Remember, as mentioned above, even if almost all users stick to the “stable” version, which was not affected by this attack, you might have developers or enthusiasts who try “nightlies”, even if they use the stable. released as well.
According to PyTorch:
- The malware is installed with the file name
triton. By default, you would expect to find it in the subdirectory
triton/runtimein your Python site packages directory. However, since filenames alone are weak indicators of malware, consider the presence of this file as evidence of danger; do not make it obvious that he is absent.
- The malware in this particular attack has a SHA256 sum
2385b29489cd9e35f92c072780f903ae2e517ed422eae67246ae50a5cc738a0e.

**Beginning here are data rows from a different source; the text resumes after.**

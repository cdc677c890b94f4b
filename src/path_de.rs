use serde::de::DeserializeOwned;

/// Deserialize with JSON-path context in error messages.
pub fn from_str_with_path<T: DeserializeOwned>(src: &str) -> Result<T, String> {
    let de = &mut serde_json::Deserializer::from_str(src);
    serde_path_to_error::deserialize::<_, T>(de).map_err(describe)
}

pub fn from_slice_with_path<T: DeserializeOwned>(bytes: &[u8]) -> Result<T, String> {
    let de = &mut serde_json::Deserializer::from_slice(bytes);
    serde_path_to_error::deserialize::<_, T>(de).map_err(describe)
}

/// Same, for documents already parsed (after jq or JSON pointer selection).
pub fn from_value_with_path<T: DeserializeOwned>(value: serde_json::Value) -> Result<T, String> {
    serde_path_to_error::deserialize::<_, T>(value).map_err(describe)
}

fn describe(err: serde_path_to_error::Error<serde_json::Error>) -> String {
    let path = err.path().to_string();
    format!("at JSON path {path} → {}", err.into_inner())
}

#[cfg(test)]
mod tests {
    use super::*;
    use crate::ast::SourceFile;

    #[test]
    fn error_names_the_failing_path() {
        let src = r#"{ "package": "p", "decls": [ { "decl": "gen", "specs": [ { "spec": "type", "name": "A" } ] } ] }"#;
        let err = from_str_with_path::<SourceFile>(src).unwrap_err();
        assert!(err.contains("decls[0]"), "{err}");
    }

    #[test]
    fn value_and_slice_entry_points_agree() {
        let value = serde_json::json!({ "package": "p" });
        let from_value: SourceFile = from_value_with_path(value.clone()).unwrap();
        let from_slice: SourceFile = from_slice_with_path(value.to_string().as_bytes()).unwrap();
        assert_eq!(from_value, from_slice);
    }
}
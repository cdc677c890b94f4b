use std::path::PathBuf;

/// Failures of the layers around the lifter: loading documents and pipeline
/// configs. Lifting itself never fails.
#[derive(Debug, thiserror::Error)]
pub enum Error {
    #[error("failed to read {}: {source}", path.display())]
    Io {
        path: PathBuf,
        #[source]
        source: std::io::Error,
    },

    #[error("invalid {what} ({origin}): {message}")]
    Decode {
        what: &'static str,
        origin: String,
        message: String,
    },

    #[error("invalid name pattern `{pattern}`: {source}")]
    Pattern {
        pattern: String,
        #[source]
        source: regex::Error,
    },

    #[error("JSON pointer {pointer} selects nothing in {origin}")]
    Pointer { pointer: String, origin: String },

    #[error("jq filter failed on {origin}: {message}")]
    Jq { origin: String, message: String },
}

pub type Result<T, E = Error> = std::result::Result<T, E>;
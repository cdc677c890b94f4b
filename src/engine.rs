//! Transform application.
//!
//! The engine works on the tail of `code`: a type is pushed by the file
//! assembler and every transform is applied to it right away, before the next
//! spec is lifted. Structural inlining is split in two: source structs are
//! absorbed during the walk and spliced into their target afterwards.
use crate::ir::{Import, Named, Type};
use crate::transform::{CopyIntoStruct, ExcludeImport, Transform};

/// Whether later transforms still apply to the current type.
#[derive(Debug, Clone, Copy, PartialEq, Eq)]
pub(crate) enum Flow {
    Continue,
    /// The type was removed from `code`.
    Stop,
}

/// Entry of the general list. Copies live in their own list so the same
/// accumulator is reachable from both passes.
#[derive(Debug)]
enum Step {
    Apply(Transform),
    Absorb(usize),
}

#[derive(Debug, Default)]
pub(crate) struct Engine {
    steps: Vec<Step>,
    copies: Vec<CopyIntoStruct>,
    excluded_imports: Vec<ExcludeImport>,
}

impl Engine {
    /// Partitions `transforms` into exclusions, copies and the general list.
    /// Copies also keep their position in the general list so that their
    /// source structs are absorbed during the walk.
    pub fn new(transforms: impl IntoIterator<Item = Transform>) -> Self {
        let mut engine = Self::default();
        for transform in transforms {
            match transform {
                Transform::CopyIntoStruct(copy) => {
                    engine.copies.push(copy);
                    engine.steps.push(Step::Absorb(engine.copies.len() - 1));
                }
                Transform::ExcludeImport(exclude) => engine.excluded_imports.push(exclude),
                other => engine.steps.push(Step::Apply(other)),
            }
        }
        engine
    }

    pub fn admits_import(&self, import: &Import) -> bool {
        !self.excluded_imports.iter().any(|ex| ex.matcher.matches(import))
    }

    /// Runs the general list over the type at the tail of `code`.
    ///
    /// Only the steps present when the call starts are run; steps appended
    /// by generators take effect from the next declaration.
    pub fn run(&mut self, code: &mut Vec<Type>) {
        let len = self.steps.len();
        for idx in 0..len {
            if self.eval_step(idx, code) == Flow::Stop {
                return;
            }
        }
    }

    fn eval_step(&mut self, idx: usize, code: &mut Vec<Type>) -> Flow {
        if matches!(self.steps[idx], Step::Apply(Transform::AddField(_))) {
            return self.generate(idx, code);
        }
        match &self.steps[idx] {
            Step::Absorb(copy) => absorb(&mut self.copies[*copy], code),
            Step::Apply(transform) => apply(transform, code),
        }
    }

    /// Calls the generator at `idx` once per field of the struct at the tail.
    ///
    /// Fields are those present before generation starts, but each call sees
    /// the struct as left by the transforms generated before it. Every
    /// generated transform is applied at once and then kept; once the struct
    /// is dropped the rest are only kept.
    fn generate(&mut self, idx: usize, code: &mut Vec<Type>) -> Flow {
        let Some(Type::Struct(st)) = code.last() else { return Flow::Continue };
        let fields = st.fields.clone();
        let mut current = st.clone();
        let mut flow = Flow::Continue;
        for field in &fields {
            let Step::Apply(Transform::AddField(add)) = &self.steps[idx] else { break };
            let Some(transform) = add.generate(&current, field) else { continue };
            if flow == Flow::Stop {
                self.keep(transform);
                continue;
            }
            flow = self.adopt(transform, code);
            if let (Flow::Continue, Some(Type::Struct(st))) = (flow, code.last()) {
                current = st.clone();
            }
        }
        flow
    }

    fn adopt(&mut self, transform: Transform, code: &mut Vec<Type>) -> Flow {
        match transform {
            Transform::CopyIntoStruct(copy) => {
                self.copies.push(copy);
                let idx = self.copies.len() - 1;
                let flow = absorb(&mut self.copies[idx], code);
                self.steps.push(Step::Absorb(idx));
                flow
            }
            Transform::AddField(add) => {
                self.steps.push(Step::Apply(Transform::AddField(add)));
                let idx = self.steps.len() - 1;
                self.generate(idx, code)
            }
            other => {
                let flow = apply(&other, code);
                self.steps.push(Step::Apply(other));
                flow
            }
        }
    }

    fn keep(&mut self, transform: Transform) {
        match transform {
            Transform::CopyIntoStruct(copy) => {
                self.copies.push(copy);
                self.steps.push(Step::Absorb(self.copies.len() - 1));
            }
            other => self.steps.push(Step::Apply(other)),
        }
    }

    /// Second pass: splice every accumulator into its target struct.
    pub fn inline_copies(self, code: &mut [Type]) {
        for copy in self.copies {
            // the last struct with the target name wins
            let Some(s_idx) = code.iter().rposition(|t| t.name() == copy.struct_name) else {
                log::debug!("copy_into_struct: no target struct {:?}", copy.struct_name);
                continue;
            };
            let Some(st) = code[s_idx].as_struct_mut() else {
                log::debug!("copy_into_struct: target {:?} is not a struct", copy.struct_name);
                continue;
            };
            let slot = st.fields.iter().position(|f| f.name() == copy.field_to_replace);
            let Some(f_idx) = slot else {
                log::debug!(
                    "copy_into_struct: no field {:?} in {:?}",
                    copy.field_to_replace, copy.struct_name
                );
                continue;
            };
            log::debug!(
                "copy_into_struct: splicing {} field(s) into {}.{}",
                copy.with.len(), copy.struct_name, copy.field_to_replace
            );
            st.fields.splice(f_idx..=f_idx, copy.with);
        }
    }
}

/// Evaluates a non-generating, non-copy transform against the tail of `code`.
fn apply(transform: &Transform, code: &mut Vec<Type>) -> Flow {
    let Some(tail) = code.last_mut() else { return Flow::Continue };
    match transform {
        Transform::ExcludeType(ex) => {
            if ex.matcher.matches(tail) {
                log::debug!("exclude_type: dropping {}", tail.name());
                code.pop();
                return Flow::Stop;
            }
            if let Some(st) = tail.as_struct_mut() {
                st.fields.retain(|field| !ex.matcher.matches(&field.ty));
            }
        }
        Transform::ExcludeField(ex) => {
            if let Some(st) = tail.as_struct_mut() {
                st.fields.retain(|field| !ex.matcher.matches(field));
            }
        }
        Transform::ModifyType(modify) => match tail {
            Type::Struct(st) => {
                for field in &mut st.fields {
                    let ty = std::mem::take(&mut field.ty);
                    field.ty = modify.apply(ty);
                }
            }
            other => {
                let ty = std::mem::take(other);
                *other = modify.apply(ty);
            }
        },
        Transform::ModifyField(modify) => {
            if let Some(st) = tail.as_struct_mut() {
                st.fields = std::mem::take(&mut st.fields)
                    .into_iter()
                    .map(|field| modify.apply(field))
                    .collect();
            }
        }
        // imports are filtered at ingestion; generators and copies never
        // reach this point
        Transform::ExcludeImport(_) | Transform::AddField(_) | Transform::CopyIntoStruct(_) => {}
    }
    Flow::Continue
}

/// First-pass side of a copy: a source struct at the tail is removed and its
/// fields collected.
fn absorb(copy: &mut CopyIntoStruct, code: &mut Vec<Type>) -> Flow {
    let Some(Type::Struct(st)) = code.last() else { return Flow::Continue };
    if !copy.from_structs.contains(&st.name) {
        return Flow::Continue;
    }
    if let Some(Type::Struct(st)) = code.pop() {
        log::debug!("copy_into_struct: absorbing {} into {}", st.name, copy.struct_name);
        copy.with.extend(st.fields);
    }
    Flow::Stop
}
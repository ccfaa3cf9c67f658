pub mod config;
pub mod dataset;
pub mod error;
pub mod geometry;
pub mod inference;
pub mod io;
//! Geometry utilities: working-image resize/crop plans and their affine
//! alignment with original images.

pub mod affine;

pub use affine::{
    AffineTransform, CropWindow, Interpolation, PATCH_ALIGN, ResizePlan, affine_for_image,
};
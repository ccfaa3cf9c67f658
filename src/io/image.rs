//! Raster image loading for the stereo model's working representation.

use std::path::Path;

use anyhow::{Context, Result};
use ndarray::Array3;
use opencv::core::{Mat, Rect, Size, Vec3f, CV_32FC3};
use opencv::prelude::*;
use opencv::{imgcodecs, imgproc};

use crate::error::DataError;
use crate::geometry::{CropWindow, Interpolation, ResizePlan};

/// Resized, center-cropped and normalized image as fed to the model.
#[derive(Debug, Clone)]
pub struct WorkingImage {
    /// RGB, CHW, values in [-1, 1].
    pub tensor: Array3<f32>,
    /// (height, width) of `tensor`.
    pub true_shape: [u32; 2],
    /// (width, height) of the file before resizing.
    pub original_size: (u32, u32),
}

impl WorkingImage {
    pub fn height(&self) -> usize {
        self.tensor.shape()[1]
    }

    pub fn width(&self) -> usize {
        self.tensor.shape()[2]
    }
}

/// Reads an 8-bit BGR image.
pub fn read_color(path: &Path) -> Result<Mat> {
    if !path.exists() {
        return Err(DataError::ImageNotFound(path.to_path_buf()).into());
    }
    let path_str = path
        .to_str()
        .ok_or_else(|| DataError::ImageDecode(path.to_path_buf()))?;
    let image = imgcodecs::imread(path_str, imgcodecs::IMREAD_COLOR)
        .with_context(|| format!("Failed to read image {:?}", path))?;
    if image.empty() {
        return Err(DataError::ImageDecode(path.to_path_buf()).into());
    }
    Ok(image)
}

/// Original (width, height) of the image at `path`.
pub fn image_dimensions(path: &Path) -> Result<(u32, u32)> {
    let image = read_color(path)?;
    Ok((image.cols() as u32, image.rows() as u32))
}

/// Loads `path` into the model's working representation.
///
/// Longer side resized to `size`, then cropped around the resized image's
/// center with patch-aligned extents.
pub fn load_working_image(path: &Path, size: u32, square_ok: bool) -> Result<WorkingImage> {
    let bgr = read_color(path)?;
    let original_size = (bgr.cols() as u32, bgr.rows() as u32);
    let mut rgb = Mat::default();
    imgproc::cvt_color_def(&bgr, &mut rgb, imgproc::COLOR_BGR2RGB)?;

    let plan = ResizePlan::new(original_size.0, original_size.1, size);
    let flag = match plan.interpolation {
        Interpolation::Lanczos => imgproc::INTER_LANCZOS4,
        Interpolation::Cubic => imgproc::INTER_CUBIC,
    };
    let mut resized = Mat::default();
    imgproc::resize(
        &rgb,
        &mut resized,
        Size::new(plan.width as i32, plan.height as i32),
        0.0,
        0.0,
        flag,
    )
    .with_context(|| format!("Failed to resize {:?}", path))?;

    let window = CropWindow::centered(plan.width / 2, plan.height / 2, square_ok, plan.is_square());
    let roi = Rect::new(
        window.left() as i32,
        window.top() as i32,
        window.width() as i32,
        window.height() as i32,
    );
    let cropped = Mat::roi(&resized, roi)?.try_clone()?;

    let mut float_mat = Mat::default();
    cropped.convert_to(&mut float_mat, CV_32FC3, 1.0, 0.0)?;

    let (h, w) = (window.height() as usize, window.width() as usize);
    let mut tensor = Array3::<f32>::zeros((3, h, w));
    for y in 0..h {
        for x in 0..w {
            let pixel = float_mat.at_2d::<Vec3f>(y as i32, x as i32)?;
            for c in 0..3 {
                tensor[[c, y, x]] = (pixel[c] / 255.0 - 0.5) / 0.5;
            }
        }
    }

    Ok(WorkingImage {
        tensor,
        true_shape: [h as u32, w as u32],
        original_size,
    })
}
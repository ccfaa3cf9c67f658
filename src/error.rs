//! Typed failures for dataset loading and inference.
//!
//! Most functions return `anyhow::Result`; these variants are attached as the
//! root cause so callers can `downcast_ref::<DataError>()` and decide whether a
//! failure is per-sequence, per-sample or fatal.

use std::path::PathBuf;

use thiserror::Error;

#[derive(Debug, Error)]
pub enum DataError {
    #[error("image not found: {0}")]
    ImageNotFound(PathBuf),

    #[error("failed to decode image: {0}")]
    ImageDecode(PathBuf),

    #[error("camera '{camera}' missing from sequence '{sequence}'")]
    MissingCamera { sequence: String, camera: String },

    #[error("frame {frame} out of range for '{what}' (len {len})")]
    FrameOutOfRange {
        what: String,
        frame: usize,
        len: usize,
    },

    #[error("malformed annotation {path}: {reason}")]
    MalformedAnnotation { path: PathBuf, reason: String },

    #[error("invalid schema: {0}")]
    InvalidSchema(String),

    #[error("unknown scene graph '{0}'")]
    UnknownSceneGraph(String),

    #[error("invalid config: {0}")]
    InvalidConfig(String),
}
//! On-disk formats: sequence metadata, annotation records, images, and
//! pickled artifacts.

pub mod egohumans;
pub mod image;
pub mod layout;
pub mod numeric;
pub mod pickle;

pub use egohumans::{
    BboxRecord, CameraParameters, HumanBodyParams, Pose2dRecord, SequenceAnnotation,
    WorldAnnotation, load_sequence_annotation,
};
pub use image::{WorkingImage, load_working_image};
pub use layout::image_path_for_pose2d;
pub use numeric::NumericArray;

Once again, the malware could easily be recompiled to produce a different checksum, so the absence of this file is not a sure sign of health, but you can treat its presence as a sign of infection.
- DNS lookups used to steal data ended with the domain name
H4CK.CFD. If you have network logs that record DNS lookups by name, you can look for this text string as evidence that confidential data has been leaked.
- It appears that the malicious DNS responses went to, and responses, if any, came from a known DNS server
WHEEZY.IO. At the moment, we can’t find any IP numbers associated with that service, and PyTorch hasn’t provided any IP data linking DNS taffic to this malware, so we’re not sure how useful this information is for current threat hunting [2023-01-01T21:05:00Z].
Fortunately, we’re guessing that most PyTorch users won’t be affected by this, either because they don’t use nightly builds, or haven’t been working over the holidays, or both.
But if you’re a PyTorch enthusiast who tinkers with a nightly build, and you’re working over the holidays, then even if you can’t find any clear evidence that you were compromised…
…you might still want to consider generating new SSH key pairs as a precaution, and updating the public keys you uploaded to the various servers you access via SSH.
If you suspect you’ve been compromised, of course, don’t send out those SSH key updates – if you haven’t already, do them now!